I’m all in favour of consistency, especially when it comes to death. When the Abortion Act was passed in 1967 the great and the good assured us we would be talking about only a trickle of 'hard cases.' The trickle has become a flood of 200,000 cases a year, and to accommodate this babies have been re-termed foetuses. There are many strong arguments in favour of abortion and many, heart-aching stories. There are others who argue babies die for social and economic convenience. There is truth on both sides.
A similar argument is being conducted with Lord Falconer’s Right To Die Bill, which will no doubt be passed. I accept it is much easier for the healthy to pontificate, and that my mind might change if I or a loved one found themselves as one of those ‘hard’ cases currently used to justify legalised killing. Then again it may be a case that hard cases make bad law.
When the Right To Die became law in the Netherlands 1,923 people were killed in 2006. The trajectory is 6000 – 7000 by the end of 2014. Rising at a rate of 15% a year one assumes they will eventually catch up with the abortion figures. In the Netherlands new classes of people are being offered the right to die including the demented and the depressed, the lonely and recently bereaved. There are now mobile death units of travelling doctors trained to kill with minimum pain. Just in case not all have got the message, activists are campaigning for lethal pills to be made available to anyone over 70 who wish to die. In Belgium the service is offered to children.
There is consistency in this. At both ends of the spectrum the socially inconvenient are spared the horrors of life. At least though the aged have lived and are offered the choice, though, with familial and societal pressure one can assume the right to die will in time become an expectation, if not a duty - at least for the poor, the easily swayed, or those seeking to do well for their children
Where then is the inconsistency?
It’s raised in the question of how many supporters of abortion and the right to die are also opposed to the death penalty? It seems inconsistent to support the one and not the other. With ageing populations and spiralling national debts one can see the convenience in supporting the right to die. One can see the convenience in removing a mistake at the other end of the spectrum. Why then should the murderer be spared?
There are many familiar arguments against such a course:
a) It is barbaric. But then barbarism is a relative term and like beauty is in the eyes of the beholder. In this case Humpty Dumpty had it about right: 'When I use a word,' Humpty Dumpty said, in rather a scornful tone, 'it means just what I choose it to mean. Question is, did the barbarians see themselves as barbarians? Will people in the future see what we now take for granted as ‘barbaric’?
b) There have been miscarriages of justice? The thought of wrongly applied ‘Do not resuscitate’ notices placed on patients’ beds immediately come to mind.

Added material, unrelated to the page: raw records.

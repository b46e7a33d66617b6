// Copyright (c) 2026 taskdeck contributors
// SPDX-License-Identifier: AGPL-3.0

//! Task operations commands
//!
//! Commands: list, show, watch, create

use anyhow::{Context, Result};
use clap::{Subcommand, ValueEnum};
use colored::Colorize;
use std::sync::Arc;
use tracing::warn;

use taskdeck_core::application::follow::Follow;
use taskdeck_core::application::merger;
use taskdeck_core::application::polling::{PollEvent, PollingScheduler};
use taskdeck_core::application::task_view::{TaskView, ViewUpdate};
use taskdeck_core::domain::stream::StreamError;
use taskdeck_core::domain::task::TaskId;
use taskdeck_core::infrastructure::api_client::{AccessLevel, NewTask};

use super::{ClientContext, ClientOverrides};
use crate::render;

#[derive(Subcommand)]
pub enum TaskCommand {
    /// List tasks
    List {
        /// Refresh the list on the configured interval
        #[arg(short, long)]
        watch: bool,
    },

    /// Show one task with its agents and activities
    Show {
        /// Task ID
        #[arg(value_name = "TASK_ID")]
        task_id: String,
    },

    /// Follow a task live until it settles
    Watch {
        /// Task ID
        #[arg(value_name = "TASK_ID")]
        task_id: String,
    },

    /// Create a task and follow its progress
    Create {
        /// Task title
        #[arg(long)]
        title: String,

        /// Task description
        #[arg(long, default_value = "")]
        description: String,

        /// Who can see the task
        #[arg(long, value_enum, default_value_t = AccessArg::Private)]
        access: AccessArg,

        /// Do not ask the worker to collect test artifacts
        #[arg(long)]
        no_artifacts: bool,

        /// Print the creation response and exit
        #[arg(long)]
        no_follow: bool,
    },
}

#[derive(Debug, Clone, Copy, PartialEq, Eq, ValueEnum)]
pub enum AccessArg {
    Private,
    Shared,
}

impl From<AccessArg> for AccessLevel {
    fn from(value: AccessArg) -> Self {
        match value {
            AccessArg::Private => AccessLevel::Private,
            AccessArg::Shared => AccessLevel::Shared,
        }
    }
}

pub async fn handle_command(command: TaskCommand, overrides: ClientOverrides) -> Result<()> {
    let ctx = ClientContext::connect(&overrides)?;

    match command {
        TaskCommand::List { watch } => list(&ctx, watch).await,
        TaskCommand::Show { task_id } => show(&ctx, TaskId::new(task_id)).await,
        TaskCommand::Watch { task_id } => watch(&ctx, TaskId::new(task_id)).await,
        TaskCommand::Create {
            title,
            description,
            access,
            no_artifacts,
            no_follow,
        } => {
            let mut task = NewTask::new(&title, &description).with_access(access.into());
            if no_artifacts {
                task = task.without_artifacts();
            }
            create(&ctx, task, no_follow).await
        }
    }
}

async fn list(ctx: &ClientContext, watch: bool) -> Result<()> {
    if !watch {
        let tasks = ctx.api.list_tasks().await.context("Failed to list tasks")?;
        print!("{}", render::render_task_list(&tasks));
        return Ok(());
    }

    let api = Arc::clone(&ctx.api);
    let mut schedule = PollingScheduler::start(
        "task-list",
        ctx.config.polling.list_policy(),
        move || {
            let api = Arc::clone(&api);
            async move {
                let result = api.list_tasks().await;
                if let Err(e) = &result {
                    warn!(error = %e, "Task list refresh failed");
                }
                result
            }
        },
        |_| false,
    );

    loop {
        tokio::select! {
            _ = tokio::signal::ctrl_c() => break,
            event = schedule.next() => match event {
                Some(PollEvent::Fetched(tasks)) => {
                    println!(
                        "{}",
                        format!("Tasks (refreshed {})", chrono::Local::now().format("%H:%M:%S")).bold()
                    );
                    println!("{}", render::render_task_list(&tasks));
                }
                Some(_) => {}
                None => break,
            },
        }
    }

    schedule.shutdown().await;
    Ok(())
}

async fn show(ctx: &ClientContext, task_id: TaskId) -> Result<()> {
    let snapshot = ctx
        .api
        .get_task(&task_id)
        .await
        .with_context(|| format!("Failed to fetch task {}", task_id))?;
    print!("{}", render::render_task(&merger::seed(snapshot)));
    Ok(())
}

async fn watch(ctx: &ClientContext, task_id: TaskId) -> Result<()> {
    let opener = ctx.event_stream();
    let fallback = ctx.config.polling.view_fallback_policy();
    let mut view = TaskView::open(ctx.api.clone(), &opener, task_id.clone(), fallback).await;

    if view.state().is_none() {
        println!("{}", format!("Waiting for task {}...", task_id).dimmed());
    }

    loop {
        tokio::select! {
            _ = tokio::signal::ctrl_c() => break,
            update = view.next() => {
                let Some(update) = update else { break };
                match &update {
                    ViewUpdate::Seeded(task) | ViewUpdate::Updated(task) => {
                        println!("{}", render::render_task(task));
                    }
                    ViewUpdate::FellBack(reason) => {
                        eprintln!("{}", fallback_notice(reason, fallback.interval).yellow());
                    }
                    ViewUpdate::Settled(_) => {}
                }
                if let Some(status) = settled_status(&update) {
                    println!(
                        "{}",
                        format!("✓ Task {} settled: {}", task_id, render::format_status(&status)).green()
                    );
                    break;
                }
            }
        }
    }

    view.close();
    Ok(())
}

/// Final status once `update` leaves nothing more to watch.
///
/// A stream that reports a settled status may stay open, so a settled
/// `Seeded` or `Updated` state ends the watch as well as `Settled`.
fn settled_status(update: &ViewUpdate) -> Option<String> {
    match update {
        ViewUpdate::Seeded(task) | ViewUpdate::Updated(task) if task.is_settled() => {
            Some(task.status.clone())
        }
        ViewUpdate::Settled(task) => Some(task.as_ref().map(|t| t.status.clone()).unwrap_or_default()),
        _ => None,
    }
}

fn fallback_notice(reason: &StreamError, interval: std::time::Duration) -> String {
    let hint = match reason {
        StreamError::Unauthorized => " (check your token)",
        _ => "",
    };
    format!(
        "Live updates unavailable: {}{}. Polling every {}s.",
        reason,
        hint,
        interval.as_secs_f32()
    )
}

async fn create(ctx: &ClientContext, task: NewTask, no_follow: bool) -> Result<()> {
    println!("Creating task: {}", task.title.bold());

    let created = ctx
        .api
        .create_task(&task)
        .await
        .context("Failed to create task")?;

    if no_follow {
        println!("Task Created: {}", created.pretty());
        return Ok(());
    }

    let mut follow = Follow::start(ctx.api.clone(), &created, ctx.config.polling.follow_policy());
    loop {
        tokio::select! {
            _ = tokio::signal::ctrl_c() => {
                follow.cancel();
                break;
            }
            revision = follow.next() => match revision {
                Some(text) => println!("{}\n", text),
                None => break,
            },
        }
    }

    Ok(())
}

c) The most puzzling argument is that the death penalty causes unnecessary pain. Why then are the old being offered medicalised death? If it is painless for them it should be painless for the convicted murderer. If it is not painless, then it shouldn’t be offered to the old.
In the best dystopian tradition the most consistent solution might be extending 'the right to die' to long term prisoners – in fact to all prisoners. I cannot see how anyone who champions the right to die could object. It would be a matter of choice and societal pressure. Equality within the law.